Ян Дите, маленький Растиньяк чешского разлива, – это одновременно и сам Менцель (со знаком наоборот, конечно), и коллективная чешская душа (как бы ни оспаривали это сами чехи), и в то же время пародия на нашего отечественного маленького человека с его задавленным чувством собственного достоинства. И грядущий хам в том числе, но, заметьте, такой свойский, милый хам, которому до зощенковского хама далеко…
Это и страшно, и смешно, и ново: только Менцель с Грабалом, больше никто в мире, смогли бы изобразить эту пряную смесь пошлости и трагизма.
Копнув еще дальше, можно сказать, что герой Грабала – Менцеля есть наше потаенное «я», наше освобожденное от лозунгов и правильных слов, от наших героических деяний подсознание, которому всегда хочется увильнуть от поступка, сподличать и спрятаться от жизни.
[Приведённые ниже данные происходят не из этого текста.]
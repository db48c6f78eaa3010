use chrono::{DateTime, Utc};
use serde::{Deserialize, Serialize};

/// Maximum length of a profile name.
pub const PROFILE_NAME_MAX_LEN: usize = 30;

/// A user profile, created on the first authenticated request.
#[derive(Debug, Clone, Serialize, Deserialize, sqlx::FromRow)]
pub struct Profile {
    pub id: i64,

    /// Unique user name, taken from the access token subject
    pub name: String,

    pub created_at: DateTime<Utc>,
}
use axum::routing::get;
use axum::{Json, Router};
use labelnet_structs::Profile;
use serde::Serialize;

use super::{ApiError, AppState, MaybeUser};

#[derive(Debug, Serialize)]
pub struct CurrentProfile {
    #[serde(flatten)]
    profile: Profile,

    #[serde(rename = "datasetsCount")]
    datasets_count: i64,

    saved_datasets: Vec<i64>,
}

/// The caller's profile, or `null` for anonymous callers.
#[tracing::instrument(skip(user))]
pub async fn current_profile_handler(
    user: MaybeUser,
) -> Result<Json<Option<CurrentProfile>>, ApiError> {
    let Some(profile) = user.0 else {
        return Ok(Json(None));
    };

    let datasets_count = database::profile::count_profile_datasets(profile.id).await?;
    let saved_datasets = database::profile::list_saved_dataset_ids(profile.id).await?;

    Ok(Json(Some(CurrentProfile {
        profile,
        datasets_count,
        saved_datasets,
    })))
}

pub fn router() -> Router<AppState> {
    Router::new().route("/current-profile/", get(current_profile_handler))
}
Плюс знаменитый менцелевский оптимизм: что бы там ни было, как бы мы ни были мелки и суетны, жизнь прекрасна – и в тюрьме, куда засадит разбогатевшего Яна Дите новая власть, национализировав его шикарный отель, – тоже.
В своем роде жизнь, как утверждает Менцель – и творчеством, и изустно, – прекрасна даже во времена трагические. Заметьте, это говорит человек, лишенный на долгие годы профессии, подвергнутый остракизму и забвению.
И если из такого же сора у нашей Киры Муратовой выросли цветы зла, то неисправимый оптимист Менцель взрастил цветы жизни.